背景
現場で見かけてもやもやしていたSQLに、次のようなものがある。
INSERT INTO my_db.animals SELECT * FROM your_db.animals; --例1.
SELECT結果を直接INSERTしている。INSERT文と言えば INSERT INTO xxx VALUES xxx の形式だと思っていたので驚いた。
同時に、今までINSERT文の文法だと思っていたものが全てじゃないような気がしてきた。
こんな例もある。
SELECT * FROM my_db.animals WHERE (name, sound) = ('Cat', 'Myao'); --例2. SELECT * FROM my_db.animals WHERE (name, sound) IN SELECT name, sound FROM your_db.animals; --例3.
WHERE句の左辺が複数要素ある。これは便利だ。
もし左辺に1項目づつしか指定できなかったら、例3.では比べる対象の列を項目に合わせて分けるため、SELECTを2回発行することになってしまう。

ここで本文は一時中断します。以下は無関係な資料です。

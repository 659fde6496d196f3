// Copyright 2024 OctoFHIR Team
//
// Licensed under the Apache License, Version 2.0 (the "License");
// you may not use this file except in compliance with the License.
// You may obtain a copy of the License at
//
//     http://www.apache.org/licenses/LICENSE-2.0
//
// Unless required by applicable law or agreed to in writing, software
// distributed under the License is distributed on an "AS IS" BASIS,
// WITHOUT WARRANTIES OR CONDITIONS OF ANY KIND, either express or implied.
// See the License for the specific language governing permissions and
// limitations under the License.

//! Callable reflection and parsed function structures
//!
//! Turning host source text into expressions is the job of a
//! [`FunctionParser`] implementation; this module only memoizes its output.

mod interpreter;
mod reflection;
mod structure;

pub use interpreter::{FunctionCache, FunctionInterpreter, FunctionParser, PreparsedFunctions};
pub use reflection::{FunctionLocation, FunctionReflection};
pub use structure::FunctionStructure;
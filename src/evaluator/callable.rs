// Copyright 2024 OctoFHIR Team
//
// Licensed under the Apache License, Version 2.0 (the "License");
// you may not use this file except in compliance with the License.
// You may obtain a copy of the License at
//
//     http://www.apache.org/licenses/LICENSE-2.0
//
// Unless required by applicable law or agreed to in writing, software
// distributed under the License is distributed on an "AS IS" BASIS,
// WITHOUT WARRANTIES OR CONDITIONS OF ANY KIND, either express or implied.
// See the License for the specific language governing permissions and
// limitations under the License.

//! Runtime callables and closure execution

use std::fmt;
use std::sync::Arc;

use super::context::EvaluationContext;
use super::engine::Evaluator;
use super::operators::apply_binary;
use crate::ast::{AssignOperator, ClosureData, Expr, Expression, compile};
use crate::error::{QueryError, Result};
use crate::model::{OrderedMap, Value};
use crate::registry::NativeFunction;

/// A function value supplied as a runtime parameter
#[derive(Clone)]
pub enum Callable {
    /// Native Rust closure
    Native {
        /// Name used in diagnostics
        name: String,
        /// Implementation
        function: NativeFunction,
    },
    /// Registered builtin resolved by name at call time
    Builtin(String),
    /// Closure definition bound to the scope it was captured in
    Closure {
        /// The `ClosureDef` expression
        definition: Expr,
        /// Capture scope
        scope: Arc<EvaluationContext>,
    },
}

impl Callable {
    /// Wrap a native Rust closure
    pub fn native<F>(name: impl Into<String>, function: F) -> Self
    where
        F: Fn(&[Value]) -> Result<Value> + Send + Sync + 'static,
    {
        Self::Native {
            name: name.into(),
            function: Arc::new(function),
        }
    }

    /// Refer to a registered builtin
    pub fn builtin(name: impl Into<String>) -> Self {
        Self::Builtin(name.into())
    }

    /// Bind a closure definition to its capture scope
    pub fn closure(definition: Expr, scope: Arc<EvaluationContext>) -> Result<Self> {
        match &*definition {
            Expression::ClosureDef(_) => Ok(Self::Closure { definition, scope }),
            other => Err(QueryError::structural(
                other.kind().name(),
                "callable must be a closure definition",
            )),
        }
    }

    /// Description used in diagnostics
    pub fn describe(&self) -> String {
        match self {
            Self::Native { name, .. } => format!("native {name}"),
            Self::Builtin(name) => format!("builtin {name}"),
            Self::Closure { definition, .. } => compile(definition),
        }
    }
}

impl fmt::Debug for Callable {
    fn fmt(&self, f: &mut fmt::Formatter<'_>) -> fmt::Result {
        write!(f, "Callable({})", self.describe())
    }
}

impl Evaluator {
    /// Invoke a callable with positional arguments
    ///
    /// Arguments beyond the callable's declared parameters are ignored.
    pub fn call(&self, callable: &Callable, args: &[Value]) -> Result<Value> {
        match callable {
            Callable::Native { function, .. } => function(args),
            Callable::Builtin(name) => {
                let arity = self
                    .functions()
                    .signature(name)
                    .and_then(|signature| signature.max_args)
                    .unwrap_or(args.len());
                self.functions().call(name, &args[..arity.min(args.len())])
            }
            Callable::Closure { definition, scope } => match &**definition {
                Expression::ClosureDef(data) => self.invoke_closure(data, scope, args),
                other => Err(QueryError::structural(
                    other.kind().name(),
                    "callable must be a closure definition",
                )),
            },
        }
    }

    fn invoke_closure(
        &self,
        data: &ClosureData,
        scope: &Arc<EvaluationContext>,
        args: &[Value],
    ) -> Result<Value> {
        let mut frame = if data.captures_scope {
            EvaluationContext::child(scope.clone())
        } else {
            EvaluationContext::new()
        };

        // Only `use` variables cross into a non-capturing frame; unbound ones read as null.
        for used in &data.used_variables {
            if data.captures_scope && scope.is_bound(&used.name) {
                continue;
            }
            let value = scope.lookup(&used.name).cloned().unwrap_or_default();
            frame.set_variable(used.name.clone(), value);
        }

        for (position, parameter) in data.parameters.iter().enumerate() {
            let Expression::Parameter(parameter) = &**parameter else {
                return Err(QueryError::structural_at(
                    parameter.kind().name(),
                    format!("parameter {position}"),
                    "parameter list entries must be parameters",
                ));
            };
            let value = if parameter.variadic {
                Value::list(args.iter().skip(position).cloned())
            } else if let Some(argument) = args.get(position) {
                argument.clone()
            } else if let Some(default) = &parameter.default {
                self.evaluate(default, &frame)?
            } else {
                return Err(QueryError::unbound_variable(parameter.name.clone()));
            };
            frame.set_variable(parameter.name.clone(), value);
        }

        for statement in &data.body {
            if let Some(returned) = self.execute_statement(statement, &mut frame)? {
                return Ok(returned);
            }
        }
        Ok(Value::Null)
    }

    /// Execute one body statement; `Some` ends the body with a return value
    fn execute_statement(
        &self,
        statement: &Expr,
        frame: &mut EvaluationContext,
    ) -> Result<Option<Value>> {
        match &**statement {
            Expression::Return { value } => Ok(Some(match value {
                Some(value) => self.evaluate(value, frame)?,
                None => Value::Null,
            })),
            Expression::Throw { exception } => {
                let thrown = self.evaluate(exception, frame)?;
                let message = match &thrown {
                    Value::Object(object) => object
                        .properties
                        .get(&Value::from("message"))
                        .map_or_else(|| object.class.clone(), Value::to_string),
                    other => other.to_string(),
                };
                Err(QueryError::Thrown { message })
            }
            Expression::Unset { values } => {
                for target in values {
                    self.unset_target(target, frame)?;
                }
                Ok(None)
            }
            Expression::Assign(data) => {
                let value = match data.op.binary_operator() {
                    None => self.evaluate(&data.value, frame)?,
                    Some(op) => {
                        let current = self.evaluate_quiet(&data.target, frame)?.unwrap_or_default();
                        if data.op == AssignOperator::NullCoalesce && !current.is_null() {
                            return Ok(None);
                        }
                        let operand = self.evaluate(&data.value, frame)?;
                        apply_binary(op, &current, &operand)?
                    }
                };
                self.assign_target(&data.target, value, frame)?;
                Ok(None)
            }
            _ => {
                self.evaluate(statement, frame)?;
                Ok(None)
            }
        }
    }

    fn local_name(&self, target: &Expr, frame: &EvaluationContext) -> Result<String> {
        match &**target {
            Expression::Variable { name } => Ok(self.evaluate(name, frame)?.to_string()),
            other => Err(QueryError::not_a_constant(other.kind().name(), compile(target))),
        }
    }

    fn assign_target(
        &self,
        target: &Expr,
        value: Value,
        frame: &mut EvaluationContext,
    ) -> Result<()> {
        match &**target {
            Expression::Variable { .. } => {
                let name = self.local_name(target, frame)?;
                frame.set_variable(name, value);
                Ok(())
            }
            Expression::Index { value: container, index } => {
                let name = self.local_name(container, frame)?;
                let mut map = match frame.lookup(&name) {
                    Some(Value::Array(map)) => (**map).clone(),
                    Some(Value::Null) | None => OrderedMap::new(),
                    Some(other) => {
                        return Err(QueryError::type_mismatch(
                            "array",
                            other.type_name(),
                            Some(format!("assignment to {}", compile(target))),
                        ));
                    }
                };
                match index {
                    Some(index) => {
                        let key = self.array_key(index, frame)?;
                        map.insert(key, value);
                    }
                    None => map.push(value),
                }
                frame.set_variable(name, Value::array(map));
                Ok(())
            }
            _ => Err(QueryError::not_a_constant(target.kind().name(), compile(target))),
        }
    }

    fn unset_target(&self, target: &Expr, frame: &mut EvaluationContext) -> Result<()> {
        match &**target {
            Expression::Variable { .. } => {
                let name = self.local_name(target, frame)?;
                frame.unset_variable(&name);
                Ok(())
            }
            Expression::Index {
                value: container,
                index: Some(index),
            } => {
                let name = self.local_name(container, frame)?;
                if let Some(Value::Array(map)) = frame.lookup(&name) {
                    let mut map = (**map).clone();
                    map.remove(&self.array_key(index, frame)?);
                    frame.set_variable(name, Value::array(map));
                }
                Ok(())
            }
            _ => Err(QueryError::structural(
                target.kind().name(),
                "unset target must be a variable or an array element",
            )),
        }
    }
}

どうして例1.〜 例3.のような文法が使えるのか、ちょっと調べてみた。
前提
SQLの言語仕様はISOで定められており、これに各ベンダーが準拠している。
歴史的に統一標準規格がなかった時期が長かったため、ベンダーによって準拠の度合いはまちまちなんだそうだ。(Wikipediaより)
したがって、ISO(制定年ごとにバージョンがある)があればそれを参照し、ISOのドキュメントがなかったりベンダー固有仕様ならベンダーのサポートサイトを参照しよう。

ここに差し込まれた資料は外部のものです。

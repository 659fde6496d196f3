// Copyright 2024 OctoFHIR Team
//
// Licensed under the Apache License, Version 2.0 (the "License");
// you may not use this file except in compliance with the License.
// You may obtain a copy of the License at
//
//     http://www.apache.org/licenses/LICENSE-2.0
//
// Unless required by applicable law or agreed to in writing, software
// distributed under the License is distributed on an "AS IS" BASIS,
// WITHOUT WARRANTIES OR CONDITIONS OF ANY KIND, either express or implied.
// See the License for the specific language governing permissions and
// limitations under the License.

//! Expression tree definitions
//!
//! Immutable, hashable, serializable nodes plus the visitor-based compiler and
//! structural validation.

mod compiler;
mod expression;
mod operator;
mod validate;
mod visitor;

pub use compiler::{ExpressionCompiler, compile};
pub use expression::*;
pub use operator::*;
pub use validate::{validate_body, validate_expression};
pub use visitor::*;
// Copyright 2024 OctoFHIR Team
//
// Licensed under the Apache License, Version 2.0 (the "License");
// you may not use this file except in compliance with the License.
// You may obtain a copy of the License at
//
//     http://www.apache.org/licenses/LICENSE-2.0
//
// Unless required by applicable law or agreed to in writing, software
// distributed under the License is distributed on an "AS IS" BASIS,
// WITHOUT WARRANTIES OR CONDITIONS OF ANY KIND, either express or implied.
// See the License for the specific language governing permissions and
// limitations under the License.

//! Deferred collection queries in Rust
//!
//! Method chains captured over a variable (`$items->where(..)->take(3)`) are
//! parsed into structural queries, cached by shape and executed lazily over
//! key/value sequences.
//!
//! # Example
//!
//! ```
//! use deferq::ast::{BinaryOperator, Expression};
//! use deferq::{QueryEngine, Value};
//!
//! let predicate = Expression::arrow(
//!     &["n"],
//!     Expression::binary(
//!         Expression::variable("n"),
//!         BinaryOperator::GreaterThan,
//!         Expression::value(1),
//!     ),
//! );
//! let chain = Expression::method_call(
//!     Expression::method_call(Expression::variable("numbers"), "where", vec![predicate]),
//!     "count",
//!     Vec::<deferq::ast::Expr>::new(),
//! );
//!
//! let engine = QueryEngine::default();
//! let count = engine.execute_with(&chain, Value::list([1, 2, 3].map(Value::Int))).unwrap();
//! assert_eq!(count, Value::Int(2));
//! ```

pub mod ast;
pub mod cache;
pub mod engine;
pub mod error;
pub mod evaluator;
pub mod model;
pub mod parsing;
pub mod pipeline;
pub mod query;
pub mod registry;

pub use cache::{CacheConfig, MemoryCache, NullCache, QueryCache};
pub use engine::{EngineConfig, QueryEngine};
pub use error::{QueryError, Result};
pub use evaluator::{Callable, EvaluationContext, Evaluator};
pub use model::{OrderedMap, Value};
pub use pipeline::{SchemePreference, Sequence};
pub use query::{ParsedQuery, QueryBuilder, ResolvedQuery};
pub use registry::FunctionRegistry;
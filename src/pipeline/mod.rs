// Copyright 2024 OctoFHIR Team
//
// Licensed under the Apache License, Version 2.0 (the "License");
// you may not use this file except in compliance with the License.
// You may obtain a copy of the License at
//
//     http://www.apache.org/licenses/LICENSE-2.0
//
// Unless required by applicable law or agreed to in writing, software
// distributed under the License is distributed on an "AS IS" BASIS,
// WITHOUT WARRANTIES OR CONDITIONS OF ANY KIND, either express or implied.
// See the License for the specific language governing permissions and
// limitations under the License.

//! Lazy sequence engine
//!
//! Operations over key/value sequences (filtering, projection, ordering,
//! grouping, joins, set algebra and slicing) realized through an
//! [`IteratorScheme`].

mod grouping;
mod join;
mod ordering;
mod range;
mod scheme;
mod sequence;
mod set_ops;
mod stage;

use std::sync::Arc;

use crate::error::Result;
use crate::model::Value;

pub use grouping::{GroupTable, build_groups, group_entries};
pub use join::{JoinFilter, JoinSpec};
pub use ordering::{Direction, OrderBy, sort_entries};
pub use range::RangeIterator;
pub use scheme::{EagerScheme, IteratorScheme, LazyScheme, SchemeKind, SchemePreference, scheme_for};
pub use sequence::{Generator, Projection, Sequence};
pub use set_ops::{SetOperationKind, ValueSet, build_set};
pub use stage::{Pull, StageIterator, StageStatus};

/// Function applied by a stage; receives `(value, key, ...)` positionally
pub type Function = Arc<dyn Fn(&[Value]) -> Result<Value> + Send + Sync>;

/// Wrap a closure as a stage function
pub fn function<F>(f: F) -> Function
where
    F: Fn(&[Value]) -> Result<Value> + Send + Sync + 'static,
{
    Arc::new(f)
}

これから調べることは文法の基本っぽい雰囲気だし、何よりISOのドキュメントが見つかったのでそれを読んで理解しよう。
行値構成子とテーブル値構成子
ぶっちゃけ自分で考えたことで事実確認はしてないんだけど、どうして例1. 〜例3. の文法が使えるのかの結論から行こう。

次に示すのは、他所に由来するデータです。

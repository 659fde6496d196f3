// Copyright 2024 OctoFHIR Team
//
// Licensed under the Apache License, Version 2.0 (the "License");
// you may not use this file except in compliance with the License.
// You may obtain a copy of the License at
//
//     http://www.apache.org/licenses/LICENSE-2.0
//
// Unless required by applicable law or agreed to in writing, software
// distributed under the License is distributed on an "AS IS" BASIS,
// WITHOUT WARRANTIES OR CONDITIONS OF ANY KIND, either express or implied.
// See the License for the specific language governing permissions and
// limitations under the License.

//! Query engine: build, cache and execute captured call chains

use std::sync::Arc;

use indexmap::IndexMap;
use rustc_hash::FxBuildHasher;

use crate::ast::Expr;
use crate::cache::{CacheConfig, NullCache, QueryCache};
use crate::error::Result;
use crate::evaluator::{EvaluationContext, Evaluator};
use crate::model::Value;
use crate::pipeline::SchemePreference;
use crate::query::{ParsedQuery, QueryBuilder, QueryExecutor, ResolvedQuery};

/// Engine configuration
#[derive(Debug, Clone, Default)]
pub struct EngineConfig {
    /// Iterator scheme selection
    pub scheme: SchemePreference,

    /// Query cache behavior
    pub cache: CacheConfig,

    /// Variables visible while classifying query arguments
    pub variables: IndexMap<String, Value, FxBuildHasher>,
}

impl EngineConfig {
    /// Always use the pull-based scheme
    pub fn lazy() -> Self {
        Self {
            scheme: SchemePreference::Lazy,
            ..Self::default()
        }
    }

    /// Always use the buffering scheme
    pub fn eager() -> Self {
        Self {
            scheme: SchemePreference::Eager,
            ..Self::default()
        }
    }

    /// Configuration for testing
    pub fn testing() -> Self {
        Self {
            cache: CacheConfig::testing(),
            ..Self::default()
        }
    }

    /// Add a build-time variable
    pub fn with_variable(mut self, name: impl Into<String>, value: impl Into<Value>) -> Self {
        self.variables.insert(name.into(), value.into());
        self
    }

    fn build_context(&self) -> EvaluationContext {
        self.variables
            .iter()
            .fold(EvaluationContext::new(), |context, (name, value)| {
                context.with_variable(name.clone(), value.clone())
            })
    }
}

/// Runs captured call chains against bound sources
///
/// Resolved queries are looked up in the configured [`QueryCache`] by
/// structural hash; runtime arguments are taken from the chain on every
/// call, so chains differing only in closure constants share one entry.
#[derive(Clone)]
pub struct QueryEngine {
    config: EngineConfig,
    builder: QueryBuilder,
    executor: QueryExecutor,
    cache: Arc<dyn QueryCache>,
}

impl Default for QueryEngine {
    fn default() -> Self {
        Self::new(EngineConfig::default())
    }
}

impl QueryEngine {
    /// Create an engine without a query cache
    pub fn new(config: EngineConfig) -> Self {
        Self::with_cache(config, Arc::new(NullCache))
    }

    /// Create an engine backed by `cache`
    pub fn with_cache(config: EngineConfig, cache: Arc<dyn QueryCache>) -> Self {
        Self::with_evaluator(config, cache, Evaluator::default())
    }

    /// Create an engine with a custom evaluator
    pub fn with_evaluator(
        config: EngineConfig,
        cache: Arc<dyn QueryCache>,
        evaluator: Evaluator,
    ) -> Self {
        if config.cache.enabled && config.cache.development_mode {
            let prefix = config.cache.prefix();
            log::debug!("development mode: clearing query cache namespace {prefix}");
            if let Err(err) = cache.invalidate_namespace(&prefix) {
                log::warn!("failed to clear query cache namespace {prefix}: {err}");
            }
        }
        Self {
            builder: QueryBuilder::new(evaluator.clone(), config.build_context()),
            executor: QueryExecutor::new(evaluator, config.scheme),
            config,
            cache,
        }
    }

    /// Engine configuration
    pub fn config(&self) -> &EngineConfig {
        &self.config
    }

    /// Parse a call chain without touching the cache
    pub fn parse(&self, chain: &Expr) -> Result<ParsedQuery> {
        self.builder.build(chain)
    }

    /// Structural hash of a call chain
    pub fn hash(&self, chain: &Expr) -> Result<String> {
        Ok(self.parse(chain)?.hash())
    }

    /// Resolved query for a parsed chain, from the cache when possible
    pub fn resolve(&self, parsed: &ParsedQuery) -> Result<Arc<ResolvedQuery>> {
        let hash = parsed.hash();
        if !self.config.cache.enabled {
            return Ok(Arc::new(ResolvedQuery::resolve(parsed)));
        }

        let key = self.config.cache.key(&hash);
        match self.cache.get(&key) {
            Ok(Some(resolved)) => {
                log::debug!("query cache hit for {key}");
                return Ok(resolved);
            }
            Ok(None) => log::debug!("query cache miss for {key}"),
            Err(err) => log::warn!("query cache lookup for {key} failed: {err}"),
        }

        let resolved = Arc::new(ResolvedQuery::resolve(parsed));
        if let Err(err) = self.cache.put(&key, resolved.clone()) {
            log::warn!("failed to store {key} in the query cache: {err}");
        }
        Ok(resolved)
    }

    /// Execute a call chain, reading its source and variables from `context`
    pub fn execute(&self, chain: &Expr, context: Arc<EvaluationContext>) -> Result<Value> {
        let parsed = self.parse(chain)?;
        let resolved = self.resolve(&parsed)?;
        self.executor.execute(&resolved, &parsed.parameters, context)
    }

    /// Execute a call chain whose source variable is bound to `source`
    pub fn execute_with(&self, chain: &Expr, source: impl Into<Value>) -> Result<Value> {
        let parsed = self.parse(chain)?;
        let resolved = self.resolve(&parsed)?;
        let context = Arc::new(
            EvaluationContext::new().with_variable(resolved.query.source.clone(), source),
        );
        self.executor.execute(&resolved, &parsed.parameters, context)
    }
}

impl std::fmt::Debug for QueryEngine {
    fn fmt(&self, f: &mut std::fmt::Formatter<'_>) -> std::fmt::Result {
        f.debug_struct("QueryEngine")
            .field("config", &self.config)
            .finish_non_exhaustive()
    }
}

#[cfg(test)]
mod tests {
    use super::*;
    use crate::ast::{BinaryOperator, Expression};
    use crate::cache::MemoryCache;
    use crate::error::QueryError;
    use pretty_assertions::assert_eq;

    fn over_threshold(threshold: i64) -> Expr {
        let predicate = Expression::arrow(
            &["x"],
            Expression::binary(
                Expression::variable("x"),
                BinaryOperator::GreaterThan,
                Expression::value(threshold),
            ),
        );
        Expression::method_call(Expression::variable("numbers"), "where", vec![predicate])
    }

    #[test]
    fn test_execute_with_source() {
        let engine = QueryEngine::default();
        let result = engine
            .execute_with(&over_threshold(1), Value::list([1, 2, 3].map(Value::Int)))
            .unwrap();
        assert_eq!(
            result
                .as_array()
                .map(|map| map.values().cloned().collect::<Vec<_>>()),
            Some(vec![Value::Int(2), Value::Int(3)])
        );
    }

    #[test]
    fn test_cache_is_shared_across_runtime_constants() {
        let cache = Arc::new(MemoryCache::new());
        let engine = QueryEngine::with_cache(EngineConfig::testing(), cache.clone());
        let numbers = Value::list([1, 2, 3].map(Value::Int));

        engine.execute_with(&over_threshold(1), numbers.clone()).unwrap();
        let result = engine.execute_with(&over_threshold(2), numbers).unwrap();

        assert_eq!(cache.len(), 1);
        assert_eq!(result.as_array().map(|map| map.len()), Some(1));
    }

    #[test]
    fn test_disabled_cache_is_untouched() {
        let cache = Arc::new(MemoryCache::new());
        let engine = QueryEngine::with_cache(
            EngineConfig {
                cache: CacheConfig::disabled(),
                ..EngineConfig::default()
            },
            cache.clone(),
        );
        engine.execute_with(&over_threshold(0), Value::list([Value::Int(1)])).unwrap();
        assert!(cache.is_empty());
    }

    #[test]
    fn test_development_mode_clears_namespace_once() {
        let cache = Arc::new(MemoryCache::new());
        let stale = QueryEngine::with_cache(EngineConfig::testing(), cache.clone());
        stale.execute_with(&over_threshold(0), Value::list([Value::Int(1)])).unwrap();
        assert_eq!(cache.len(), 1);

        let engine = QueryEngine::with_cache(EngineConfig::testing(), cache.clone());
        assert!(cache.is_empty());
        engine.execute_with(&over_threshold(0), Value::list([Value::Int(1)])).unwrap();
        engine.execute_with(&over_threshold(0), Value::list([Value::Int(1)])).unwrap();
        assert_eq!(cache.len(), 1);
    }

    #[test]
    fn test_unbound_source() {
        let engine = QueryEngine::default();
        let err = engine
            .execute(&over_threshold(0), Arc::new(EvaluationContext::new()))
            .unwrap_err();
        assert!(matches!(err, QueryError::UnboundVariable { name } if name == "numbers"));
    }

    #[test]
    fn test_config_presets() {
        assert_eq!(EngineConfig::lazy().scheme, SchemePreference::Lazy);
        assert_eq!(EngineConfig::eager().scheme, SchemePreference::Eager);
        assert_eq!(EngineConfig::default().scheme, SchemePreference::Auto);
        assert!(EngineConfig::testing().cache.development_mode);
    }
}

- INSERTが値に取るのはテーブル型の無名オブジェクトと思われる。VALUESはテーブル型のオブジェクトを生成するコンストラクター(テーブル値構成子)にすぎない。
- WHERE句では左辺が行値構成子の場合、右辺に対応する列があるものとして要素ごとに評価する。
それでは、行値構成子とテーブル値構成子とは何なのか。
SQL92の規格によれば以下の通り。
※例示と訳語のチョイス、翻訳は私自身によるものです。
row value constructor(行値構成子、行値コンストラクタ、RVCとも。)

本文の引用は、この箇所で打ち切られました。